Narrative Reliability (or Help! My Main Character is a Pathological Liar)

One of the earliest challenges in the story-writing process is trying to sort out just who is telling the story. Are you, the author, pulling the strings as an omniscient, omnipresent narrative voice? Have you handed the reins over to your protagonist, explaining details through his or her eyes? Is perhaps the story being told by a more minor character about your protagonist? The possibilities, while probably not endless, are certainly many and varied.
For my current project, I decided that my narration would jump between two lesser-but-vital characters, describing the world of the main characters through their eyes and perceptions. This is clever! I thought to myself gleefully. There will be all sorts of depth and opinions to color their views, it will be excellent!
Except, I have realized I have a small problem in doing this. I'm not really sure how reliable either of my narrators--or nay, even my main protagonists--are as narrators.
Well,
you may be thinking, you should know how reliable your characters are, aren't you creating them? Yes and no.

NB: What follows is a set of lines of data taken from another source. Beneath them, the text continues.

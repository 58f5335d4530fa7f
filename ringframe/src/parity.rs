use std::ops::Mul;

/// The parity of a permutation.  `Even` permutations are made of an even number of swaps, and
/// `Odd` ones of an odd number.
#[derive(Debug, Clone, Copy, Eq, PartialEq, Ord, PartialOrd, Hash)]
pub enum Parity {
    Even = 0,
    Odd = 1,
}

impl Parity {
    /// The `Parity` of a permutation made of `num_swaps` swaps
    #[inline]
    pub fn from_number(num_swaps: usize) -> Parity {
        if num_swaps % 2 == 0 {
            Parity::Even
        } else {
            Parity::Odd
        }
    }

    /// The sign of this `Parity`, i.e. `+1` for even and `-1` for odd.
    ///
    /// ```
    /// use ringframe::Parity;
    ///
    /// assert_eq!(Parity::Even.sign(), 1);
    /// assert_eq!(Parity::Odd.sign(), -1);
    /// ```
    #[inline]
    pub fn sign(self) -> i8 {
        match self {
            Parity::Even => 1,
            Parity::Odd => -1,
        }
    }
}

impl Mul for Parity {
    type Output = Parity;

    /// Combines the parities of two permutations into the parity of their product
    fn mul(self, rhs: Parity) -> Parity {
        if self == rhs {
            Parity::Even
        } else {
            Parity::Odd
        }
    }
}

The plus side of using characters to narrate your story is that you can really dig into how the character perceives everything around him/her. The downside is that if your character's perceptions are colored by outside factors--perhaps they really hate or don't trust people, or perhaps they're really oblivious--you may not be getting the full picture. Your narration is only as reliable as your narrator, and your narrator can't get into every character's head (unless said narrator is telepathic, but that's another discussion for another day). That's why using an omniscient, objective narrative voice is sometimes viewed as the 'better' choice--they don't have the same hangups as a fallible character actually in the heat of the story, only able to see things through one set of eyes--her own--only.

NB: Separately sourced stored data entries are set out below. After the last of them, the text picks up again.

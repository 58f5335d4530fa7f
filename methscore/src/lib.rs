//! Crate for loading and running `methscore`'s input files.  The CLI itself is a very thin wrapper
//! around this, parsing CLI args and immediately calling [`run`].

#![deny(clippy::all)]

pub mod args;
pub mod toml_file;
mod utils;

use std::{
    cmp::Reverse,
    path::Path,
    str::FromStr,
    time::{Duration, Instant},
};

use anyhow::anyhow;
use colored::Colorize;
use itertools::Itertools;
use log::{log_enabled, LevelFilter};
use ringframe::RowBuf;
use ringing_utils::BigNumInt;
use simple_logger::SimpleLogger;

use crate::{args::Options, toml_file::TomlFile};

pub fn init_logging(log_level: LevelFilter) -> anyhow::Result<()> {
    SimpleLogger::new()
        .without_timestamps()
        .with_colors(true)
        .with_level(log_level)
        .init()
        .map_err(|e| anyhow!("Can't start logging: {}", e))
}

/// Score every method in `input_file`, returning `None` if a [`DebugOption`] stopped the run
/// early.
pub fn run(input_file: &Path, options: &Options) -> anyhow::Result<Option<Summary>> {
    let start_time = Instant::now();

    /// If the user specifies a [`DebugOption`] flag with e.g. `-D toml`, then debug print the
    /// corresponding value and exit.
    macro_rules! debug_print {
        ($variant: ident, $val: expr) => {
            if options.debug_option == Some(DebugOption::$variant) {
                dbg!($val);
                return Ok(None);
            }
        };
    }

    let toml_file =
        TomlFile::new(input_file).map_err(|e| anyhow!("Error in {:?}: {}", input_file, e))?;
    debug_print!(Toml, &toml_file);

    let methods = toml_file.methods()?;
    let mut analysis = toml_file.music_analysis(options.node_limit)?;
    debug_print!(Analysis, &analysis);

    let score_stroke = toml_file.score_stroke();
    let mut scores = Vec::with_capacity(methods.len());
    for method in &methods {
        let score = analysis.analyse(method);
        log::debug!("{} scored {}", method.name(), score);
        if log_enabled!(log::Level::Trace) {
            for (head, span, music) in analysis.sets() {
                for (pattern, count) in music.matched_patterns(score_stroke) {
                    log::trace!("  {} from {}: {}x {}", span, head, count, pattern);
                }
            }
        }
        scores.push(MethodScore {
            name: method.name().to_owned(),
            lead_head: method.lead_head().to_owned(),
            lead_len: method.lead_len(),
            course_len: method.lead_len() * method.leads_per_course(),
            score,
            counts: analysis
                .sets()
                .map(|(_, _, music)| music.count(score_stroke))
                .collect_vec(),
        });
    }
    // Sorting is stable, so equal scores stay in the order the file gave them
    scores.sort_by_key(|s| Reverse(s.score));
    if let Some(top) = options.top {
        scores.truncate(top);
    }

    let duration = Instant::now() - start_time;
    log::info!(
        "Analysed {} rows of {} methods in {:.2?}",
        BigNumInt(analysis.rows_analysed()),
        methods.len(),
        duration
    );
    Ok(Some(Summary {
        set_names: analysis
            .sets()
            .map(|(head, span, _)| match head.is_rounds() {
                true => span.to_string(),
                false => format!("{}={}", span, head),
            })
            .collect_vec(),
        scores,
        duration,
    }))
}

/// The results of scoring every method, best first
#[derive(Debug, Clone)]
pub struct Summary {
    /// The name of each music set, in the same order as [`MethodScore::counts`]
    pub set_names: Vec<String>,
    pub scores: Vec<MethodScore>,
    pub duration: Duration,
}

#[derive(Debug, Clone)]
pub struct MethodScore {
    pub name: String,
    pub lead_head: RowBuf,
    pub lead_len: usize,
    pub course_len: usize,
    pub score: i64,
    /// How many times each music set matched
    pub counts: Vec<usize>,
}

impl Summary {
    pub fn print(&self) {
        let widths = self.column_widths();
        let header = self.header(&widths);
        println!("{}", header.bold());
        println!("{}", ruleoff(&header));
        for s in &self.scores {
            println!("{}", self.method_string(s, &widths));
        }
        println!("Scored in {:.2?}", self.duration);
    }

    /// The width of every column: name, lead head, lead length, course length, score, then the
    /// count of each set
    fn column_widths(&self) -> Vec<usize> {
        fn max_width(header: &str, values: impl Iterator<Item = String>) -> usize {
            values
                .map(|v| v.chars().count())
                .fold(header.chars().count(), usize::max)
        }
        let mut widths = vec![
            max_width("method", self.scores.iter().map(|s| s.name.clone())),
            max_width("lead head", self.scores.iter().map(|s| s.lead_head.to_string())),
            max_width("lead", self.scores.iter().map(|s| s.lead_len.to_string())),
            max_width("course", self.scores.iter().map(|s| s.course_len.to_string())),
            max_width("score", self.scores.iter().map(|s| s.score.to_string())),
        ];
        for (i, name) in self.set_names.iter().enumerate() {
            widths.push(max_width(
                name,
                self.scores.iter().map(|s| s.counts[i].to_string()),
            ));
        }
        widths
    }

    fn header(&self, widths: &[usize]) -> String {
        let mut s = String::new();
        utils::write_left_aligned(&mut s, "method", widths[0]);
        let headers = ["lead head", "lead", "course", "score"]
            .into_iter()
            .chain(self.set_names.iter().map(String::as_str));
        for (text, width) in headers.zip_eq(&widths[1..]) {
            s.push_str(" | ");
            utils::write_right_aligned(&mut s, text, *width);
        }
        s
    }

    fn method_string(&self, method: &MethodScore, widths: &[usize]) -> String {
        let mut s = String::new();
        utils::write_left_aligned(&mut s, &method.name, widths[0]);
        let values = [
            method.lead_head.to_string(),
            method.lead_len.to_string(),
            method.course_len.to_string(),
            method.score.to_string(),
        ]
        .into_iter()
        .chain(method.counts.iter().map(usize::to_string));
        for (text, width) in values.zip_eq(&widths[1..]) {
            s.push_str(" | ");
            utils::write_right_aligned(&mut s, &text, *width);
        }
        s
    }
}

/// A ruleoff is the same as the header, but with every non-'|' char replaced with '-'
fn ruleoff(header: &str) -> String {
    header
        .chars()
        .map(|c| if c == '|' { '|' } else { '-' })
        .collect()
}

/// What item should be debug printed
#[derive(Debug, Clone, Copy, PartialEq, Eq)]
pub enum DebugOption {
    /// The parsed input file
    Toml,
    /// The [`MusicAnalysis`](ringframe::MusicAnalysis) built from the input file
    Analysis,
}

impl FromStr for DebugOption {
    type Err = String;

    fn from_str(v: &str) -> Result<Self, String> {
        Ok(match v.to_lowercase().as_str() {
            "toml" => Self::Toml,
            "analysis" => Self::Analysis,
            _ => {
                return Err(format!(
                    "Unknown value {:?}. Expected `toml` or `analysis`.",
                    v
                ))
            }
        })
    }
}

#[cfg(test)]
mod tests {
    use ringframe::Stage;

    use super::*;

    fn summary() -> Summary {
        let method = |name: &str, lead_head: &str, score: i64, counts: Vec<usize>| MethodScore {
            name: name.to_owned(),
            lead_head: RowBuf::parse(lead_head).unwrap(),
            lead_len: 2 * lead_head.len(),
            course_len: 2 * lead_head.len() * (lead_head.len() - 1),
            score,
            counts,
        };
        Summary {
            set_names: vec!["course".to_owned(), "lead=132546".to_owned()],
            scores: vec![
                method("Plain Bob", "135264", 12, vec![10, 2]),
                method("Cambridge Surprise", "156342", 7, vec![5, 2]),
            ],
            duration: Duration::ZERO,
        }
    }

    #[test]
    fn table() {
        let summary = summary();
        let widths = summary.column_widths();
        assert_eq!(widths, [18, 9, 4, 6, 5, 6, 11]);

        let header = summary.header(&widths);
        assert_eq!(
            header,
            "method             | lead head | lead | course | score | course | lead=132546"
        );
        assert_eq!(
            ruleoff(&header),
            "-------------------|-----------|------|--------|-------|--------|------------"
        );
        assert_eq!(
            summary.method_string(&summary.scores[0], &widths),
            "Plain Bob          |    135264 |   12 |     60 |    12 |     10 |           2"
        );
    }

    #[test]
    fn debug_options() {
        assert_eq!("toml".parse::<DebugOption>(), Ok(DebugOption::Toml));
        assert_eq!("Analysis".parse::<DebugOption>(), Ok(DebugOption::Analysis));
        assert!("graph".parse::<DebugOption>().is_err());
    }

    #[test]
    fn run_scores_and_sorts() {
        let path = std::env::temp_dir().join(format!("methscore-{}.toml", std::process::id()));
        std::fs::write(
            &path,
            r#"
stage = "minor"
methods = [
    { name = "Plain Bob", place_notation = "&x16x16x16,12" },
    { name = "Cambridge Surprise", place_notation = "&x36x14x12x36x14x56,12" },
    { name = "Plain Bob again", place_notation = "x16x16x16x16x16x12" },
]
music = [{ pattern = "*56", weight = 2 }, { pattern = "65*", weight = -1, span = "lead" }]
"#,
        )
        .unwrap();

        let options = Options {
            top: Some(2),
            ..Options::default()
        };
        let summary = run(&path, &options).unwrap().unwrap();
        std::fs::remove_file(&path).unwrap();

        assert_eq!(summary.set_names, ["course", "lead"]);
        assert_eq!(summary.scores.len(), 2);
        // Both spellings of Plain Bob score the same, and keep their order
        assert!(summary.scores[0].score >= summary.scores[1].score);
        let names = summary.scores.iter().map(|s| s.name.as_str()).collect_vec();
        if names[0] == "Plain Bob" {
            assert_eq!(names[1], "Plain Bob again");
            assert_eq!(summary.scores[0].score, summary.scores[1].score);
        }
        for s in &summary.scores {
            assert_eq!(s.lead_head.stage(), Stage::MINOR);
            assert_eq!(s.counts.len(), 2);
        }
    }

    #[test]
    fn debug_option_stops_early() {
        let path = std::env::temp_dir().join(format!("methscore-dbg-{}.toml", std::process::id()));
        std::fs::write(&path, "stage = 6\nmethods = []").unwrap();
        let options = Options {
            debug_option: Some(DebugOption::Toml),
            ..Options::default()
        };
        // Lowering would fail (there are no methods), but `-D toml` stops before then
        let result = run(&path, &options);
        std::fs::remove_file(&path).unwrap();
        assert!(result.unwrap().is_none());
    }
}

In my current project, I'm starting to find narration pretty tricky. One of my characters is in the dark about the main protagonists' big family secret, and she has to stay in the dark for at least one more chapter. When she DOES find out, her own background and opinions are no doubt going to color her new perception of the protagonists and, if we're being completely honest, it's going to have some negative connotations. So how will her narration change? With everything somewhat tinged with distrust on her part, how can a reader entirely trust her account of things? As for the other narrator, she's in on the secret, but she also has a very particular agenda, which does not always make for reliable narration, because she's always looking for the 'how to achieve MY goals' angle. The protagonists themselves are also not 100% reliable as subjects for narrating, because they have a tendency to lie, and they're also, possibly, quite insane. Dilemma.

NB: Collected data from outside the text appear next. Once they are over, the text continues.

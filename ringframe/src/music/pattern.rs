use std::fmt::{Debug, Formatter};

use crate::{Bell, Stage, Stroke, StrokeSet};

use super::RegisterError;

/// One element of a [`MusicPattern`]
#[derive(Debug, Clone, Copy, PartialEq, Eq, Hash)]
pub enum Elem {
    /// Matches exactly this [`Bell`]
    Bell(Bell),
    /// `?`: matches any single bell
    Any,
    /// `*`: matches any number of bells, including none
    Star,
}

impl Elem {
    fn parse(c: char) -> Option<Self> {
        match c {
            '?' => Some(Elem::Any),
            '*' => Some(Elem::Star),
            _ => Bell::parse(c).ok().map(Elem::Bell),
        }
    }
}

/// A single music pattern, with a weight and the number of times it has matched at each
/// [`Stroke`].  The pattern text can only be changed through [`MusicPattern::set`], which also
/// clears the counts.
#[derive(Clone, PartialEq, Eq)]
pub struct MusicPattern {
    text: String,
    elems: Vec<Elem>,
    weight: i32,
    /// Indexed by [`Stroke::index`]
    counts: [usize; 2],
}

impl MusicPattern {
    /// Parses a literal pattern (not a `<macro>`), with no matches counted.
    ///
    /// # Example
    /// ```
    /// use ringframe::{music::{Elem, MusicPattern}, Bell};
    ///
    /// let pattern = MusicPattern::new("1*8", 2)?;
    /// assert_eq!(pattern.elems(), &[
    ///     Elem::Bell(Bell::TREBLE),
    ///     Elem::Star,
    ///     Elem::Bell(Bell::from_name('8').unwrap()),
    /// ]);
    /// assert!(MusicPattern::new("1x8", 2).is_err());
    /// # Ok::<(), ringframe::music::RegisterError>(())
    /// ```
    pub fn new(text: &str, weight: i32) -> Result<Self, RegisterError> {
        let elems = text
            .chars()
            .map(|c| {
                Elem::parse(c).ok_or_else(|| RegisterError::InvalidChar {
                    pattern: text.to_owned(),
                    c,
                })
            })
            .collect::<Result<Vec<_>, _>>()?;
        Ok(Self {
            text: text.to_owned(),
            elems,
            weight,
            counts: [0; 2],
        })
    }

    /// Replaces the text and weight of this pattern, clearing its counts.  If `text` is invalid,
    /// `self` is left unchanged.
    pub fn set(&mut self, text: &str, weight: i32) -> Result<(), RegisterError> {
        *self = Self::new(text, weight)?;
        Ok(())
    }

    pub fn text(&self) -> &str {
        &self.text
    }

    pub fn elems(&self) -> &[Elem] {
        &self.elems
    }

    pub fn weight(&self) -> i32 {
        self.weight
    }

    /// The number of times this pattern has matched on the given [`Stroke`]s
    pub fn count(&self, strokes: StrokeSet) -> usize {
        strokes.strokes().map(|s| self.counts[s.index()]).sum()
    }

    /// The score contributed by this pattern on the given [`Stroke`]s, i.e.
    /// `count * weight`.
    pub fn total(&self, strokes: StrokeSet) -> i64 {
        self.count(strokes) as i64 * self.weight as i64
    }

    /// Resets the counts of this pattern to zero
    pub fn clear(&mut self) {
        self.counts = [0; 2];
    }

    pub fn increment(&mut self, stroke: Stroke) {
        self.counts[stroke.index()] += 1;
    }

    /// The smallest number of bells that a row must have for this pattern to match it
    pub fn min_len(&self) -> usize {
        self.elems.iter().filter(|e| **e != Elem::Star).count()
    }

    /// Returns the first [`Bell`] of this pattern which can't appear in a row of `stage`.
    pub(crate) fn bell_out_of_stage(&self, stage: Stage) -> Option<Bell> {
        self.elems.iter().find_map(|e| match e {
            Elem::Bell(b) if !stage.contains(*b) => Some(*b),
            _ => None,
        })
    }
}

impl Debug for MusicPattern {
    fn fmt(&self, f: &mut Formatter<'_>) -> std::fmt::Result {
        write!(
            f,
            "MusicPattern({:?} x {}, hand {}, back {})",
            self.text, self.weight, self.counts[0], self.counts[1]
        )
    }
}

/// Splits a weighted pattern line (e.g. `"2:5678*"` or `"-1:*78"`) into its weight and body.
/// Lines with no `:` use `default_weight`.
pub(crate) fn split_weight(line: &str, default_weight: i32) -> Result<(i32, &str), RegisterError> {
    let line = line.trim();
    match line.split_once(':') {
        Some((weight, body)) => {
            let weight = weight.trim();
            let weight = weight
                .parse::<i32>()
                .map_err(|_| RegisterError::InvalidWeight(weight.to_owned()))?;
            Ok((weight, body.trim()))
        }
        None => Ok((default_weight, line)),
    }
}

#[cfg(test)]
mod tests {
    use super::*;

    #[test]
    fn parse_elems() {
        let pattern = MusicPattern::new("?4*e", 1).unwrap();
        assert_eq!(
            pattern.elems(),
            &[
                Elem::Any,
                Elem::Bell(Bell::from_name('4').unwrap()),
                Elem::Star,
                Elem::Bell(Bell::from_name('E').unwrap()),
            ]
        );
        assert_eq!(pattern.min_len(), 3);
        assert_eq!(pattern.bell_out_of_stage(Stage::MAJOR), Bell::from_name('E'));
        assert_eq!(pattern.bell_out_of_stage(Stage::CINQUES), None);

        assert_eq!(
            MusicPattern::new("56 78", 1),
            Err(RegisterError::InvalidChar {
                pattern: "56 78".to_owned(),
                c: ' ',
            })
        );
    }

    #[test]
    fn counts() {
        let mut pattern = MusicPattern::new("5678", -3).unwrap();
        pattern.increment(Stroke::Hand);
        pattern.increment(Stroke::Back);
        pattern.increment(Stroke::Back);
        assert_eq!(pattern.count(StrokeSet::Hand), 1);
        assert_eq!(pattern.count(StrokeSet::Back), 2);
        assert_eq!(pattern.count(StrokeSet::Both), 3);
        assert_eq!(pattern.total(StrokeSet::Both), -9);

        pattern.clear();
        assert_eq!(pattern.count(StrokeSet::Both), 0);

        pattern.increment(Stroke::Hand);
        pattern.set("8765", 2).unwrap();
        assert_eq!(pattern.text(), "8765");
        assert_eq!(pattern.weight(), 2);
        assert_eq!(pattern.count(StrokeSet::Both), 0);
        // Failing to set leaves the pattern alone
        assert!(pattern.set("87!5", 4).is_err());
        assert_eq!(pattern.text(), "8765");
    }

    #[test]
    fn weights() {
        #[track_caller]
        fn check(line: &str, exp: Result<(i32, &str), RegisterError>) {
            assert_eq!(split_weight(line, 1), exp);
        }

        check("5678*", Ok((1, "5678*")));
        check("2:5678*", Ok((2, "5678*")));
        check(" -1 : *78 ", Ok((-1, "*78")));
        check("10:<CRUs>", Ok((10, "<CRUs>")));
        check("x:5678", Err(RegisterError::InvalidWeight("x".to_owned())));
        check(
            "99999999999:5678",
            Err(RegisterError::InvalidWeight("99999999999".to_owned())),
        );
    }
}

Yet, as has been proved in countless stories, sometimes a decidedly unreliable narrator/subject is interesting, and that unreliability is actually an integral part of the story. Consider The White Hotel for example: the woman who is the central narrative voice for much of the story is decidedly unreliable--first she rambles, explicitly, about sex at this crazy resort where people keep dying in freak accidents, like ski lifts falling and all sorts of other natural disasters. Then the reader discovers (with the help of another, apparently more reliable, narrator) that all of the first two sections were really an allegory for her confused sexuality, and the events didn't actually happen. Then the next section proves that more-reliable-narrator completely wrong when we see that it was all an allegory and premonition for something much, much worse than an internal struggle, and then, at the end of it all, we discover that both of the narrators....but I won't spoil that for you. Go read it :P

The point is that a narrator's (un)reliability is not necessary a liability (though it sometimes certainly feels like it >.<), but it is something that needs to be worked around. So, writers, what do you prefer? An objective, omniscient narrator, or narration from the pov of a character? And why?

Sunday, July 25, 2010

Welcome

"Being an author is like being in charge of your own personal insane asylum."
So said Graycie Harmon, writer, asylum keeper, and speaker of some of the best quotes I've ever read.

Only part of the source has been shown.